We Broken Ones always find a way to each other and we navigate the twists and turns the best we can.  We try to be supporters without being enablers and usually fail terribly at this.  But we try. 

We're all Broken in different ways, you see, but we all tend to react the same, don't we? The secret to our addiction isn't the thing we're addicted to, but whatever drove us to self-medicate in the first place.  In some cases, that driving force is so brutal and ugly that facing it feels like literal death. Some face that specter and overcome.  But some just can't. 

So, what to do? I keep a list of resources.  Shelters, suicide hotlines, poison control, the local police station, etc.  I reach out, check in, ask if I can, how I can help. I don't drink with my alcoholic friends.  I don't do drugs with my drug addicted friends.  I don't sleep with my sad friends or try to bully anyone into rehab because it only works if they want to go there.  
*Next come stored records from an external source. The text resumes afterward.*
//! Inquiry Server
//!
//! Axum server exposing the research pipeline over HTTP with a live SSE
//! event stream, plus a `run` subcommand that drives one analysis in the
//! terminal.

mod api;

use anyhow::Context;
use axum::{response::Json, routing::get, Router};
use clap::{Args as ClapArgs, Parser, Subcommand};
use inquiry_core::models::LlmProvider;
use inquiry_core::state::{InquiryDb, SnapshotStore, SqliteSnapshotStore};
use inquiry_core::swarm::{
    Coordinator, CoordinatorConfig, PipelineError, SwarmEvent, SwarmEventKind,
};
use std::io::Write;
use std::{net::SocketAddr, path::PathBuf, sync::Arc};
use tokio::{
    net::TcpListener,
    sync::{broadcast, mpsc},
};
use tracing_subscriber::EnvFilter;
use utoipa::OpenApi;

use api::pipeline::{self, pipeline_routes};

/// Application state
pub struct AppState {
    coordinator: Arc<Coordinator>,
    event_tx: broadcast::Sender<SwarmEvent>,
    /// Default base for share links
    public_url: String,
}

pub type SharedState = Arc<AppState>;

// === CLI ===

#[derive(Parser, Clone)]
#[command(author, version, about = "Inquiry - multi-stage research assistant")]
struct Args {
    #[command(subcommand)]
    command: Option<CliCommand>,
}

/// Settings shared by every subcommand; flags win over the config file
#[derive(ClapArgs, Clone, Default)]
struct ConfigArgs {
    /// JSON file with a `CoordinatorConfig`
    #[arg(short, long)]
    config: Option<PathBuf>,
    /// Completion backend: `local` or `gemini`
    #[arg(long)]
    provider: Option<String>,
    /// Model for every stage
    #[arg(long)]
    model: Option<String>,
    /// Completion endpoint override
    #[arg(long)]
    base_url: Option<String>,
    /// Tool service URL
    #[arg(long)]
    tools_url: Option<String>,
    /// Run without the tool service
    #[arg(long)]
    no_tools: bool,
    /// Database file for snapshots
    #[arg(long, default_value = ".inquiry/inquiry.db")]
    db: PathBuf,
}

#[derive(Subcommand, Clone)]
enum CliCommand {
    /// Start the HTTP server
    Serve {
        #[arg(short, long, default_value = "8080")]
        port: u16,
        #[command(flatten)]
        settings: ConfigArgs,
    },
    /// Run one analysis in the terminal and print the report
    Run {
        topic: String,
        #[command(flatten)]
        settings: ConfigArgs,
    },
}

/// Defaults, then the config file, then flags
fn load_config(args: &ConfigArgs) -> anyhow::Result<CoordinatorConfig> {
    let mut config = match &args.config {
        Some(path) => {
            let raw = std::fs::read_to_string(path)
                .with_context(|| format!("Failed to read config {}", path.display()))?;
            serde_json::from_str(&raw)
                .with_context(|| format!("Failed to parse config {}", path.display()))?
        }
        None => CoordinatorConfig::default(),
    };

    if let Some(provider) = &args.provider {
        let provider: LlmProvider = provider.parse()?;
        if provider != config.model.provider {
            config.model.provider = provider;
            config.model.model = provider.default_model().to_string();
            config.model.base_url = None;
        }
    }
    if let Some(model) = &args.model {
        config.model.model = model.clone();
    }
    if let Some(url) = &args.base_url {
        config.model.base_url = Some(url.clone());
    }
    if let Some(url) = &args.tools_url {
        config.tools.base_url = Some(url.clone());
    }
    if args.no_tools {
        config.tools.base_url = None;
    }
    Ok(config)
}

fn build_coordinator(
    settings: &ConfigArgs,
    event_tx: mpsc::Sender<SwarmEvent>,
) -> anyhow::Result<Coordinator> {
    let config = load_config(settings)?;
    let db = InquiryDb::open_at(&settings.db).context("Failed to open InquiryDb")?;
    let store: Arc<dyn SnapshotStore> = Arc::new(SqliteSnapshotStore::new(&db));

    println!(
        "🤖 Backend: {} ({})",
        config.model.provider.display_name(),
        config.model.model
    );
    Ok(Coordinator::new(config)?
        .with_event_channel(event_tx)
        .with_snapshot_store(store))
}

// === OpenAPI Definition ===

#[derive(OpenApi)]
#[openapi(
    info(
        title = "Inquiry API",
        version = "1.0.0",
        description = "API for the Inquiry multi-stage research pipeline"
    ),
    paths(
        pipeline::get_state,
        pipeline::start_run,
        pipeline::revise_run,
        pipeline::restart_run,
        pipeline::resume_run,
        pipeline::set_view,
        pipeline::share_link,
        pipeline::restore_link,
        pipeline::restore_autosave,
        pipeline::restore_run,
        pipeline::events,
        pipeline::list_snapshots,
        pipeline::delete_snapshot,
        pipeline::get_report,
        pipeline::tools_health
    ),
    components(
        schemas(
            pipeline::ApiResponse,
            pipeline::StartRequest,
            pipeline::ReviseRequest,
            pipeline::RestartRequest,
            pipeline::RunAccepted,
            pipeline::ViewRequest,
            pipeline::ViewResponse,
            pipeline::ShareQuery,
            pipeline::ShareResponse,
            pipeline::RestoreLinkRequest,
            pipeline::RestoreRunRequest,
            pipeline::SnapshotResponse,
            pipeline::ReportResponse,
            pipeline::ToolHealthResponse
        )
    ),
    tags(
        (name = "pipeline", description = "Run control and live events"),
        (name = "snapshots", description = "Share links, autosave and checkpoints"),
        (name = "tools", description = "External tool service")
    )
)]
struct ApiDoc;

async fn serve_openapi() -> Json<utoipa::openapi::OpenApi> {
    Json(ApiDoc::openapi())
}

// === Entry points ===

async fn run_server(port: u16, settings: ConfigArgs) -> anyhow::Result<()> {
    let (event_tx, _) = broadcast::channel::<SwarmEvent>(256);
    let (coordinator_tx, mut coordinator_rx) = mpsc::channel::<SwarmEvent>(256);

    let coordinator = Arc::new(build_coordinator(&settings, coordinator_tx)?);

    // Fan coordinator events out to SSE subscribers
    let fanout = event_tx.clone();
    tokio::spawn(async move {
        while let Some(event) = coordinator_rx.recv().await {
            let _ = fanout.send(event);
        }
    });

    match coordinator.restore_autosave().await {
        Ok(()) => {
            let restored = coordinator.snapshot().await;
            println!("💾 Restored autosave: \"{}\"", restored.topic);
        }
        Err(PipelineError::NoAutosave) => {}
        Err(e) => eprintln!("⚠️ Failed to restore autosave: {}", e),
    }

    let addr = SocketAddr::from(([127, 0, 0, 1], port));
    let state: SharedState = Arc::new(AppState {
        coordinator,
        event_tx,
        public_url: format!("http://{}/", addr),
    });

    let app = Router::new()
        .nest("/api/v1/pipeline", pipeline_routes())
        .route("/api/v1/tools/health", get(pipeline::tools_health))
        .route("/api/v1/openapi.json", get(serve_openapi))
        .with_state(state);

    println!("🚀 Inquiry Server running at http://{}", addr);
    println!("   API v1 Routes:");
    println!("   Pipeline:  /api/v1/pipeline/state, /start, /revise, /restart, /resume, /events");
    println!("   Snapshots: /api/v1/pipeline/share, /restore, /snapshots");
    println!("   Tools:     /api/v1/tools/health");

    let listener = TcpListener::bind(addr).await?;
    axum::serve(listener, app).await?;

    Ok(())
}

/// Drive one analysis, streaming fragments to stdout
async fn run_once(topic: String, settings: ConfigArgs) -> anyhow::Result<()> {
    println!("🚀 Researching: {}", topic);
    let (tx, mut rx) = mpsc::channel::<SwarmEvent>(256);
    let coordinator = build_coordinator(&settings, tx)?;

    let printer = tokio::spawn(async move {
        while let Some(event) = rx.recv().await {
            match (event.kind, event.stage) {
                (SwarmEventKind::StageStarted, Some(stage)) => {
                    println!("\n\n=== {} ===", stage.display_name());
                }
                (SwarmEventKind::Fragment, _) => {
                    if let Some(text) = event.data.as_ref().and_then(|d| d["text"].as_str()) {
                        print!("{}", text);
                        let _ = std::io::stdout().flush();
                    }
                }
                (SwarmEventKind::StageWarning, Some(stage)) => {
                    eprintln!("\n⚠️ {} fell back to default output", stage.display_name());
                }
                (SwarmEventKind::RestartRequested, _) => println!("\n🔁 Restarting research"),
                _ => {}
            }
        }
    });

    let result = coordinator.start(&topic).await;
    drop(coordinator);
    let _ = printer.await;

    match result {
        Ok(state) => {
            println!("\n\n✅ Analysis complete (thread {})", state.thread_id);
            println!("   Facts:     {}", state.stylized_facts.len());
            println!("   Questions: {}", state.stylized_questions.len());
            println!("   Restarts:  {}", state.restart_count);
        }
        Err(e) => eprintln!("\n❌ Analysis failed: {}", e),
    }
    Ok(())
}

#[tokio::main]
async fn main() -> anyhow::Result<()> {
    dotenvy::dotenv().ok();
    tracing_subscriber::fmt()
        .with_env_filter(
            EnvFilter::try_from_default_env()
                .unwrap_or_else(|_| EnvFilter::new("info,inquiry_core=debug")),
        )
        .init();

    let args = Args::parse();

    println!("╔══════════════════════════════════════╗");
    println!("║           INQUIRY SERVER             ║");
    println!("╚══════════════════════════════════════╝");

    match args.command {
        Some(CliCommand::Run { topic, settings }) => run_once(topic, settings).await,
        Some(CliCommand::Serve { port, settings }) => run_server(port, settings).await,
        None => run_server(8080, ConfigArgs::default_settings()).await,
    }
}

impl ConfigArgs {
    /// Flag defaults when no subcommand is given
    fn default_settings() -> Self {
        Self {
            db: PathBuf::from(".inquiry/inquiry.db"),
            ..Self::default()
        }
    }
}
I try to walk the line. We all do. 

And when a friend falls into the void, I blame myself, kick myself, wonder why I couldn't fix the Broken in them.  Even though I know better.  That's a form of hubris, I've come to realize. It's not our job to heal others, only to ease their way and comfort them on their journey.

We do not author their story, only have a supporting role.  It's horrible and sad that they fell away, but it's also not about us.  Losing them, mourning them, honoring them, carrying their light on for them, those things are the risk and responsibilities of love.  Those are the cost of the good stuff.  It's a price worth paying, I think, but, oh my lord does it hurt.